**** EXTRACTED ENTRIES

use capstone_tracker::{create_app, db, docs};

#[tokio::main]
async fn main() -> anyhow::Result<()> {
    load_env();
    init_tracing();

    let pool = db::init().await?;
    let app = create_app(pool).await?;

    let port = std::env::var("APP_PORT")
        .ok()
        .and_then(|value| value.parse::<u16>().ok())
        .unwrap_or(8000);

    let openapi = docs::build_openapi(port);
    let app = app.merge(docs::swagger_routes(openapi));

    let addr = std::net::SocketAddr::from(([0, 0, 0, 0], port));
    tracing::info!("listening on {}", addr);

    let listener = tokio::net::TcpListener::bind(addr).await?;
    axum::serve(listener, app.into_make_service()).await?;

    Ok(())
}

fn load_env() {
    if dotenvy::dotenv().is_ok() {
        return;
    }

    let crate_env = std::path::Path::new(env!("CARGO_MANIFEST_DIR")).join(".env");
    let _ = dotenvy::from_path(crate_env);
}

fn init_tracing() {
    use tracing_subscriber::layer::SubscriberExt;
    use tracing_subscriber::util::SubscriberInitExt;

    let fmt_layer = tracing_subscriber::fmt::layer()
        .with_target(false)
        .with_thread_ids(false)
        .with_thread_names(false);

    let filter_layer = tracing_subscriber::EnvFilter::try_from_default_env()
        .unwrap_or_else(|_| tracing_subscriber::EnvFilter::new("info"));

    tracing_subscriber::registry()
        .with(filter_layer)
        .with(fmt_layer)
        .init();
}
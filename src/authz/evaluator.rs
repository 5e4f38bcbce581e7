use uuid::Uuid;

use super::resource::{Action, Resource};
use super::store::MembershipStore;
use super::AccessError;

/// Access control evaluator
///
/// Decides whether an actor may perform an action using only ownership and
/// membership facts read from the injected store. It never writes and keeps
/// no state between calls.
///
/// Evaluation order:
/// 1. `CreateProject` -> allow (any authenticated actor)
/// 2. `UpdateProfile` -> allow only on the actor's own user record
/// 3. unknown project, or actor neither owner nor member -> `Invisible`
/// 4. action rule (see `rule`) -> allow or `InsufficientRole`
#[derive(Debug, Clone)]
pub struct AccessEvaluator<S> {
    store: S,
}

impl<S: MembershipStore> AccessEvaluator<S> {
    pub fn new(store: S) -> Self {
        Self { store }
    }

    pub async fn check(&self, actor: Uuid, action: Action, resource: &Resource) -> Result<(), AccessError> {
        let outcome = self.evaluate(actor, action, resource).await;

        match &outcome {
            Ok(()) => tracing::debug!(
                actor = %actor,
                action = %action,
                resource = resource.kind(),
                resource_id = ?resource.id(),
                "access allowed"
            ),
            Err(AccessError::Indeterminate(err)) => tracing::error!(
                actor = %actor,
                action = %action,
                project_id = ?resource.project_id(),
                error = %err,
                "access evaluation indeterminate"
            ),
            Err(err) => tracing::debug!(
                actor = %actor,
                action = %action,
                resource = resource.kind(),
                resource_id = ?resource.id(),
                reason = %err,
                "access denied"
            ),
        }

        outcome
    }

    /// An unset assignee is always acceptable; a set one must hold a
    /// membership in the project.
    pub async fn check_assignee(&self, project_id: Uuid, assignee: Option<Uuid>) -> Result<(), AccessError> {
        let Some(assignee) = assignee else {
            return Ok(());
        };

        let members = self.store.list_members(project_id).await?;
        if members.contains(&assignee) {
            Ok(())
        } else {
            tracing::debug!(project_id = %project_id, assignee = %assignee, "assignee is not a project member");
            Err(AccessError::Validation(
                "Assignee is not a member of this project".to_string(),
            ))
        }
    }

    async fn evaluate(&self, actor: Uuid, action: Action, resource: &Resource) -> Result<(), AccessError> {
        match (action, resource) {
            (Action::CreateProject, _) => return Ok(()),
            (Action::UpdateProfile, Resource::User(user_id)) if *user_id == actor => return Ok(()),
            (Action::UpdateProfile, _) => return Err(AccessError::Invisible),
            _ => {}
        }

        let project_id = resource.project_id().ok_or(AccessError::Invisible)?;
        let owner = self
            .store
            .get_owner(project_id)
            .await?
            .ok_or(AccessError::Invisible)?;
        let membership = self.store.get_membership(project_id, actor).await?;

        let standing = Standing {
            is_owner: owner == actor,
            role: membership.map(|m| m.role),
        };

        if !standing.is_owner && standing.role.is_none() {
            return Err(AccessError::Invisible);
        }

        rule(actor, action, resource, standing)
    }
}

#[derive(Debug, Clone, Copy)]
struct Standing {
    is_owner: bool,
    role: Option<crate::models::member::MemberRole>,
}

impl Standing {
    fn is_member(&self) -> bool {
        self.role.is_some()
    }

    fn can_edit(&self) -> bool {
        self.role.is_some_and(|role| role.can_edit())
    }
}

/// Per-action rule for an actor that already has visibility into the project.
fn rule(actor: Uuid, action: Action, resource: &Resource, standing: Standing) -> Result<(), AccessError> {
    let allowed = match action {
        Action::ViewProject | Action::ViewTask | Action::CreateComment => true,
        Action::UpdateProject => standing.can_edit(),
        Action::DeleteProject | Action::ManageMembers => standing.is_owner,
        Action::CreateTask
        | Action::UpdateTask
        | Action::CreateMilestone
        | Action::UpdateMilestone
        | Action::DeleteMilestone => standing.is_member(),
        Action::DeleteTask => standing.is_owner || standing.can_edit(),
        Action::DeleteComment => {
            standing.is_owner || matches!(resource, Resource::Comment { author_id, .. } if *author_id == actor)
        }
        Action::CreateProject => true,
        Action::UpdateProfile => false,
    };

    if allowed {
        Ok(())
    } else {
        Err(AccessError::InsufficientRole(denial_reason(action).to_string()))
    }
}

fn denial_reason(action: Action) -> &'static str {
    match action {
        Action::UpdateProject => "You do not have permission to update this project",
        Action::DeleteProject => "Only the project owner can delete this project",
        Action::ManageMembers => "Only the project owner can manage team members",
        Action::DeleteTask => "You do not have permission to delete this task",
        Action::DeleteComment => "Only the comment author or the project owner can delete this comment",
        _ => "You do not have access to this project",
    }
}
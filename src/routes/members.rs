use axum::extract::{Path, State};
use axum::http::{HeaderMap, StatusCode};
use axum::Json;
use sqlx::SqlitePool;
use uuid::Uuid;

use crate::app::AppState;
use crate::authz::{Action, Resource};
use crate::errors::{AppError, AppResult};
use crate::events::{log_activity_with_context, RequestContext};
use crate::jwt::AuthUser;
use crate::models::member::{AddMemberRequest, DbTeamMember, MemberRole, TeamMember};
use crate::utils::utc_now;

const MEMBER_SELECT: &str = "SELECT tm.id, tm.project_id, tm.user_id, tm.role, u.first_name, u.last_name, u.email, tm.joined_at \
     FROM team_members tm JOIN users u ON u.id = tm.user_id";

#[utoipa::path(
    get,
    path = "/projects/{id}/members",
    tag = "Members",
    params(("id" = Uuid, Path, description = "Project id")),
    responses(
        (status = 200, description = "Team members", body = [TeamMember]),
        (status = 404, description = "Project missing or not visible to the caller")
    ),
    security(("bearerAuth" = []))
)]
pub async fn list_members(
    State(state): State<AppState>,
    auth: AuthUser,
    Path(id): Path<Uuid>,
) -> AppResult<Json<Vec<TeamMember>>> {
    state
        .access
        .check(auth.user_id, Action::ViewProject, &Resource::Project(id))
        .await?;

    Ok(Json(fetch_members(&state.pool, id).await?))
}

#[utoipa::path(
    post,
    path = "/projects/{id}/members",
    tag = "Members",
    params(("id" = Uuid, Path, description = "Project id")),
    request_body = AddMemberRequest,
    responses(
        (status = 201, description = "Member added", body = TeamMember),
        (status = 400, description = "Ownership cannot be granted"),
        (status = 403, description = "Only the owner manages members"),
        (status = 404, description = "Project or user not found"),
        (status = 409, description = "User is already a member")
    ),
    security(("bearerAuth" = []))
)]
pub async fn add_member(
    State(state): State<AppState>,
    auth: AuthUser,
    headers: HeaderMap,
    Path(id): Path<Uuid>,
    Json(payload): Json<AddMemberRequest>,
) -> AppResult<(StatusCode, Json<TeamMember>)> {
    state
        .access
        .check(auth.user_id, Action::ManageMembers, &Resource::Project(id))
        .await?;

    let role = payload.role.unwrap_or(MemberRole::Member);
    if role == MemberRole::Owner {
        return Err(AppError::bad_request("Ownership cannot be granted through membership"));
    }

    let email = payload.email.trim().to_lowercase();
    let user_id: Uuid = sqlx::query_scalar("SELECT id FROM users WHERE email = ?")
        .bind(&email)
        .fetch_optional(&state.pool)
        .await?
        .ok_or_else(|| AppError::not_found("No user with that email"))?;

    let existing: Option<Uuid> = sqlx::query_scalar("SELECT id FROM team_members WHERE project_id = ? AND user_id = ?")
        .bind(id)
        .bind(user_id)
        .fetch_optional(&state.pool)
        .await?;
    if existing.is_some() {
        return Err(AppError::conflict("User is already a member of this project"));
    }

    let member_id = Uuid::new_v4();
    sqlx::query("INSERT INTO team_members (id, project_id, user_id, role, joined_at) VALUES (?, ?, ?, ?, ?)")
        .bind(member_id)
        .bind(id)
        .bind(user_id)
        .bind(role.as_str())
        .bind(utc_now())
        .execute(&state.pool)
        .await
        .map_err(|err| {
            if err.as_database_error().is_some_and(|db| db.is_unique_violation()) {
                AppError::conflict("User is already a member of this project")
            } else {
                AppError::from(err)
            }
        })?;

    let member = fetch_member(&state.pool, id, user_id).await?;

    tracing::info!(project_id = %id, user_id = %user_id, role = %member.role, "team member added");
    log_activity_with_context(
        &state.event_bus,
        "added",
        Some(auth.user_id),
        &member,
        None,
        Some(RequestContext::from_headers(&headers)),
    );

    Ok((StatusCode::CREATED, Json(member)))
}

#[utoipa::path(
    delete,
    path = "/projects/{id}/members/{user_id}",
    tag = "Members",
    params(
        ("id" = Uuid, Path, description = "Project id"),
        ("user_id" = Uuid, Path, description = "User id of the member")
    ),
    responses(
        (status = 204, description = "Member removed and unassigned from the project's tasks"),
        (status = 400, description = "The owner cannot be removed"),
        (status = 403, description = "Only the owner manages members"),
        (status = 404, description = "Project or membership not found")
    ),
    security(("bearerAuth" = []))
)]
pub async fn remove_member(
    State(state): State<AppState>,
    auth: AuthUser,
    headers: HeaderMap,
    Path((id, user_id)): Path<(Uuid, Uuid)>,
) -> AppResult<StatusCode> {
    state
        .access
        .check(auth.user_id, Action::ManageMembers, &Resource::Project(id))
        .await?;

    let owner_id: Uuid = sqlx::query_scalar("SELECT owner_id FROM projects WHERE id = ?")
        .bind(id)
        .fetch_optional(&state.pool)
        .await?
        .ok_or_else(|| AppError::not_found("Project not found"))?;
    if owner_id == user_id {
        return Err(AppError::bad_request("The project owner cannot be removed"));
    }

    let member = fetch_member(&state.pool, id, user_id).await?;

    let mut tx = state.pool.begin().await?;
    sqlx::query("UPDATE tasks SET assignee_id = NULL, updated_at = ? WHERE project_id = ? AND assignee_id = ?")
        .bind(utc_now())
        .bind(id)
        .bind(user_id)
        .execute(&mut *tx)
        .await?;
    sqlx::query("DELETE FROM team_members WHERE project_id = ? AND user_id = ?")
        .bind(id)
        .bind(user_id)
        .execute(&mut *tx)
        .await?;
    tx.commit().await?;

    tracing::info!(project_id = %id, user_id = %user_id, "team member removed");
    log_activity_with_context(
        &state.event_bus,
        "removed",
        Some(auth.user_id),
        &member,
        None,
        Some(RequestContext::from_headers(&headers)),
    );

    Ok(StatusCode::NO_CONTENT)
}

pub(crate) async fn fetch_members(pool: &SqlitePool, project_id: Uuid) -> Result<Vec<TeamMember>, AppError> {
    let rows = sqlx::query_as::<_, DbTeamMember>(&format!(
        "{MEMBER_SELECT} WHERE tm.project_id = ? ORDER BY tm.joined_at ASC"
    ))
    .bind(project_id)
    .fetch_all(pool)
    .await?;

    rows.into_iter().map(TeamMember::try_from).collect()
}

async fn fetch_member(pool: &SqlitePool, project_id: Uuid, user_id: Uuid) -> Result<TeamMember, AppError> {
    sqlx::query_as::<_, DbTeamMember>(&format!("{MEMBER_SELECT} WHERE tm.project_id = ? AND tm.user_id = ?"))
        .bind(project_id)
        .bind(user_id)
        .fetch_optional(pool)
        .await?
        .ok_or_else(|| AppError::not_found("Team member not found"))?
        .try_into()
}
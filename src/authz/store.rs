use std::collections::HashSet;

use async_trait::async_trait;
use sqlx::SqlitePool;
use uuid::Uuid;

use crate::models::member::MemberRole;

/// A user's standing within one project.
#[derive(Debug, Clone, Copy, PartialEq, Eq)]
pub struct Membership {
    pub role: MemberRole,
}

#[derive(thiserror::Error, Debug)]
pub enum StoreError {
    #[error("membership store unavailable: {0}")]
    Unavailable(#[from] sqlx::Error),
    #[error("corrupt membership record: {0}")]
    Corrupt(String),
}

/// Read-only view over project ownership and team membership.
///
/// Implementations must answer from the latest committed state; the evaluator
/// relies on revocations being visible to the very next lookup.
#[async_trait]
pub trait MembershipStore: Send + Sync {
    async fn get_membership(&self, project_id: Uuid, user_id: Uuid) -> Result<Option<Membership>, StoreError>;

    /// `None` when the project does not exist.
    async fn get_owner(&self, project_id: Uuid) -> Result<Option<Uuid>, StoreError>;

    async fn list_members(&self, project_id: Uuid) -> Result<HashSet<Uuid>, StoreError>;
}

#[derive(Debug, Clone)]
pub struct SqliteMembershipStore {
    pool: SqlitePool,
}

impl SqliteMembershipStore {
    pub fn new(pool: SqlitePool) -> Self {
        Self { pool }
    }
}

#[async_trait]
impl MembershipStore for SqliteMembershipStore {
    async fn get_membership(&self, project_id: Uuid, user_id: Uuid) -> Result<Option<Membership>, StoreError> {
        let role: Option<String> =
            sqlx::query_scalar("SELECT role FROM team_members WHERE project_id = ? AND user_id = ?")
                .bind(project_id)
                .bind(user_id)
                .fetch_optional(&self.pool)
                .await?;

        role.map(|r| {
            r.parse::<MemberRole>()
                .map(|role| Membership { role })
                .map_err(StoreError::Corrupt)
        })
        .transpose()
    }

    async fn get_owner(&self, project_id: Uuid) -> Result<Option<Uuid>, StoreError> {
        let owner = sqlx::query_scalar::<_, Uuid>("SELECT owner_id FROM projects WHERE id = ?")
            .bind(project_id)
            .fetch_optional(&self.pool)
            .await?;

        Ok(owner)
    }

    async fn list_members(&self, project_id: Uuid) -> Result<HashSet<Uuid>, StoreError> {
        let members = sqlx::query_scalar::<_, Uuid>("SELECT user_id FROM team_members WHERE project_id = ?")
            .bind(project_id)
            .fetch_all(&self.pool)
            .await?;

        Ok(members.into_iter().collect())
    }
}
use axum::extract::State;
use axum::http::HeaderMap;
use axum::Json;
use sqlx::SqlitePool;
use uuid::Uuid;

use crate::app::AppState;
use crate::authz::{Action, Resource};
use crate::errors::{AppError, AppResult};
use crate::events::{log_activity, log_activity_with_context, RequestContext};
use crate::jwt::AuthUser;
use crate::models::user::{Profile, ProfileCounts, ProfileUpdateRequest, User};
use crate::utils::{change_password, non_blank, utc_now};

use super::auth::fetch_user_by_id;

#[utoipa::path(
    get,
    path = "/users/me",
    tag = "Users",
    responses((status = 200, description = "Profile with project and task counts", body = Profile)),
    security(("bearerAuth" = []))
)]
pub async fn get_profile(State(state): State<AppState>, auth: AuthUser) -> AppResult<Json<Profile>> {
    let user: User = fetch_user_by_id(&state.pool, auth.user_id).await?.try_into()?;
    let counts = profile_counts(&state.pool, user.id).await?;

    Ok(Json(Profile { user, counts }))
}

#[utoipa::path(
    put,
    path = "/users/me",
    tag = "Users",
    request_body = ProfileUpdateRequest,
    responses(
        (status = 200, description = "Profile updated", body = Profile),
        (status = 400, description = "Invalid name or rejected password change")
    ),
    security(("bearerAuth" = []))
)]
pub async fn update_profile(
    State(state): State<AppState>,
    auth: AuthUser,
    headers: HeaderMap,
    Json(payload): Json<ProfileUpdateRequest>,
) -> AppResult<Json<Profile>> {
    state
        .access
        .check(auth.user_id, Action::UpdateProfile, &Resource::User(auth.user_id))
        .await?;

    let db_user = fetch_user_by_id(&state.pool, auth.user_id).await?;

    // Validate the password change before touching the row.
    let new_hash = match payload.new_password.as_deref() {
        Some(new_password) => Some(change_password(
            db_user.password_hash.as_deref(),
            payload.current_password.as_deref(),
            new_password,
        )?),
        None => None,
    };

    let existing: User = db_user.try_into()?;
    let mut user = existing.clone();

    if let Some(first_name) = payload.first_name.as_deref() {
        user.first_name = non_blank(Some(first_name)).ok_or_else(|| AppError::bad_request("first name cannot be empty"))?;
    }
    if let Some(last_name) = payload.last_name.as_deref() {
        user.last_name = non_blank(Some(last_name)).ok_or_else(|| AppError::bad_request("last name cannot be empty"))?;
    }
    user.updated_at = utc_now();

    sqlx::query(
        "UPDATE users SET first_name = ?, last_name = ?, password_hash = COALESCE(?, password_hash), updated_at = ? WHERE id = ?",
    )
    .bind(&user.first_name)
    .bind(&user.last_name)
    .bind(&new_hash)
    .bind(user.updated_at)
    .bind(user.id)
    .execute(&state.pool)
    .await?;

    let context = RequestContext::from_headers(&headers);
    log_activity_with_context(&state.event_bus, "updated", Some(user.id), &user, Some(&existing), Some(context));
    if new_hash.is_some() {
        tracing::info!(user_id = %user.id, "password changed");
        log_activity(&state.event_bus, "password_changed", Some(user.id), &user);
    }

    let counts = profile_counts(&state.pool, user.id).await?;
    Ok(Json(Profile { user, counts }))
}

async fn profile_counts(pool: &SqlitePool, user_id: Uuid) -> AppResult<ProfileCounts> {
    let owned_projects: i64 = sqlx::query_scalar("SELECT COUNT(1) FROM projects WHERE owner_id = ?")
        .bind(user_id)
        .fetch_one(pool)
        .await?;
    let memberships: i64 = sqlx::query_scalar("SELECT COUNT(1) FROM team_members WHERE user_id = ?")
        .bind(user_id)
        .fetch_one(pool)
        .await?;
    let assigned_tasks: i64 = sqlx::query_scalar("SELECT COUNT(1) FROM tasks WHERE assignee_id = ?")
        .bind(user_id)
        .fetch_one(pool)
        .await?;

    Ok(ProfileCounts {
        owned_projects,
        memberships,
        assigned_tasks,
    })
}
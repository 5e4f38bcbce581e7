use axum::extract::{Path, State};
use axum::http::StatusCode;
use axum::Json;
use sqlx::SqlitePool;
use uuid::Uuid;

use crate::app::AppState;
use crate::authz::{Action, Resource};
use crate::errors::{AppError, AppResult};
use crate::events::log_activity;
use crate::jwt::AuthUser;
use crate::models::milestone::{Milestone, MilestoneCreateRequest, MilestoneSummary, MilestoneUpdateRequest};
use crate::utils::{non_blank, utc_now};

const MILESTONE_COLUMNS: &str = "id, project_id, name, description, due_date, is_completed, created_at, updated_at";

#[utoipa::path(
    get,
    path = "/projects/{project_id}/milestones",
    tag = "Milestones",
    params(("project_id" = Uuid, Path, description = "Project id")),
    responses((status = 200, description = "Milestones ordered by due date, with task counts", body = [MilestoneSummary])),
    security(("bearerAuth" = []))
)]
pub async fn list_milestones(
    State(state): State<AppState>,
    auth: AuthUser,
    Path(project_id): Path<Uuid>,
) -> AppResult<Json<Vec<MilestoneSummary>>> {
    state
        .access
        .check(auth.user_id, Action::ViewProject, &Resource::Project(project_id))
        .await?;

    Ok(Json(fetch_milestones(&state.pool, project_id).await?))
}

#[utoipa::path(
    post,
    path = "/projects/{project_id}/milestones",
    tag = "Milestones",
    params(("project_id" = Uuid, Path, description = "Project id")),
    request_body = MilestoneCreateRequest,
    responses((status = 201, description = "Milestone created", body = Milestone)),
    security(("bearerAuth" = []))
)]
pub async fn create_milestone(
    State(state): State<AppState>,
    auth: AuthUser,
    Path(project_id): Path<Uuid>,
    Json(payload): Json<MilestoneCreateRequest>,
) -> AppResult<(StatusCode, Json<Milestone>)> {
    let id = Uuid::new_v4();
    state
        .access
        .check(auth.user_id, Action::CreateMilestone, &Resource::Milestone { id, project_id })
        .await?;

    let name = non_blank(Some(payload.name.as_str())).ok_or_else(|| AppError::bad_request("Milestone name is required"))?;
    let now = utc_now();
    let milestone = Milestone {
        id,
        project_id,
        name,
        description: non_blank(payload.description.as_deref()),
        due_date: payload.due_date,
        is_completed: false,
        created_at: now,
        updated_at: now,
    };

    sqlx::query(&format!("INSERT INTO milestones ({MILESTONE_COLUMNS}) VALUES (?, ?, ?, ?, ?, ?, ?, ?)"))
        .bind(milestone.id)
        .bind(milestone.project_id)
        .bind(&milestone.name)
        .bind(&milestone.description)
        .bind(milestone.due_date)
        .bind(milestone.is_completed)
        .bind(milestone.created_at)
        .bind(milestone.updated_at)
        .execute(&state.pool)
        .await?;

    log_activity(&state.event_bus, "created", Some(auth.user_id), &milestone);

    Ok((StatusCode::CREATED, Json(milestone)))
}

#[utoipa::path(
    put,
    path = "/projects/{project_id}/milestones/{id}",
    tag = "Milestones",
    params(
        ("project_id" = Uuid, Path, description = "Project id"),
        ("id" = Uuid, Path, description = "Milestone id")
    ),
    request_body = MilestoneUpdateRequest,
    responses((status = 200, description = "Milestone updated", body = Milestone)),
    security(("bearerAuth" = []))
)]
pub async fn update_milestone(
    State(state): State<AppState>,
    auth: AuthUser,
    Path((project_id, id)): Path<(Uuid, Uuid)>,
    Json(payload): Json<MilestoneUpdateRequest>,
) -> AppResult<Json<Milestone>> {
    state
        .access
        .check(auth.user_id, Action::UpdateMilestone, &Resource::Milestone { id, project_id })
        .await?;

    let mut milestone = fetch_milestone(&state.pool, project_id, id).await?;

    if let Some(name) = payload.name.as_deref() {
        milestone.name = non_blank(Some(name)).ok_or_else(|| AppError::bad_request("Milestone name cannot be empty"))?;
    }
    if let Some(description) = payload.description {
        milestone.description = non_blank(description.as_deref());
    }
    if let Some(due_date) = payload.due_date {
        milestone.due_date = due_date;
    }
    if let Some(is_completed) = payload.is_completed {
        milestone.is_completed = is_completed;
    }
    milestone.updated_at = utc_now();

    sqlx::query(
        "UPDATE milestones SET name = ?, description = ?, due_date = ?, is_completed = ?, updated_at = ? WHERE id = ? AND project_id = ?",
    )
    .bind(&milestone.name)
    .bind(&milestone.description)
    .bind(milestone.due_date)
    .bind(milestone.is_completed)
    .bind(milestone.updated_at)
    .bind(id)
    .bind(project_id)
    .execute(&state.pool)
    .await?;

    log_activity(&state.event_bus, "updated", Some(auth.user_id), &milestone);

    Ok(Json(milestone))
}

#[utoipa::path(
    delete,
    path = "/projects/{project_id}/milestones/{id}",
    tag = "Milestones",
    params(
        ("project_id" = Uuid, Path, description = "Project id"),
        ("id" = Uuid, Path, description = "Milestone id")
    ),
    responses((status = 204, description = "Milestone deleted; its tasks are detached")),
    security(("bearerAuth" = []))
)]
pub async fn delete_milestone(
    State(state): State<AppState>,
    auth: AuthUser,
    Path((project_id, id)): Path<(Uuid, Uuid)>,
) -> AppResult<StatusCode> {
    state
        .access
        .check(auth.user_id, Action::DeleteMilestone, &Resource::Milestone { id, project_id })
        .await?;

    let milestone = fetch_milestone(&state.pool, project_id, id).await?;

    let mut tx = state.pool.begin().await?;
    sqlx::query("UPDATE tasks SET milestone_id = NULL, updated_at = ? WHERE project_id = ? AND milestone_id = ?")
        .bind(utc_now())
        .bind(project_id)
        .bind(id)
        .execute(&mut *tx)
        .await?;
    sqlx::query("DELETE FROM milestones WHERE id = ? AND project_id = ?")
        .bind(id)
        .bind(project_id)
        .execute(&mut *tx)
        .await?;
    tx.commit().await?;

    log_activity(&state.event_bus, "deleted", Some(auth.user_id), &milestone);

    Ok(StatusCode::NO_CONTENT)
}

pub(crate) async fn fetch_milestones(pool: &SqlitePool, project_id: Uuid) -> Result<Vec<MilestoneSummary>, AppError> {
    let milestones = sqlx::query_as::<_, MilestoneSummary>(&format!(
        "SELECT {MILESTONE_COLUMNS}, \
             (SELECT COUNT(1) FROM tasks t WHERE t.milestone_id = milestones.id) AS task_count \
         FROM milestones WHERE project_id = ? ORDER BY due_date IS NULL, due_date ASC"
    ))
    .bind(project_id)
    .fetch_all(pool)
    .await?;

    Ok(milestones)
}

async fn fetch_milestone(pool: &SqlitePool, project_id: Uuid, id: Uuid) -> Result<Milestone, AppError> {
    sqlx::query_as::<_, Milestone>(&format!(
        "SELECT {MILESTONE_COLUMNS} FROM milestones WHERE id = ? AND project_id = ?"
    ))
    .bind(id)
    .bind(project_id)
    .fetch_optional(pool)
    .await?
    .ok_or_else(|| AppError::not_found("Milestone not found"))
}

********

* _WORK REQUIRED_: Return, from the data above, each line in which the string "MilestoneCreateRequest" appears.

* _EXPECTED ANSWER_:
use crate::models::milestone::{Milestone, MilestoneCreateRequest, MilestoneSummary, MilestoneUpdateRequest};
    request_body = MilestoneCreateRequest,
    Json(payload): Json<MilestoneCreateRequest>,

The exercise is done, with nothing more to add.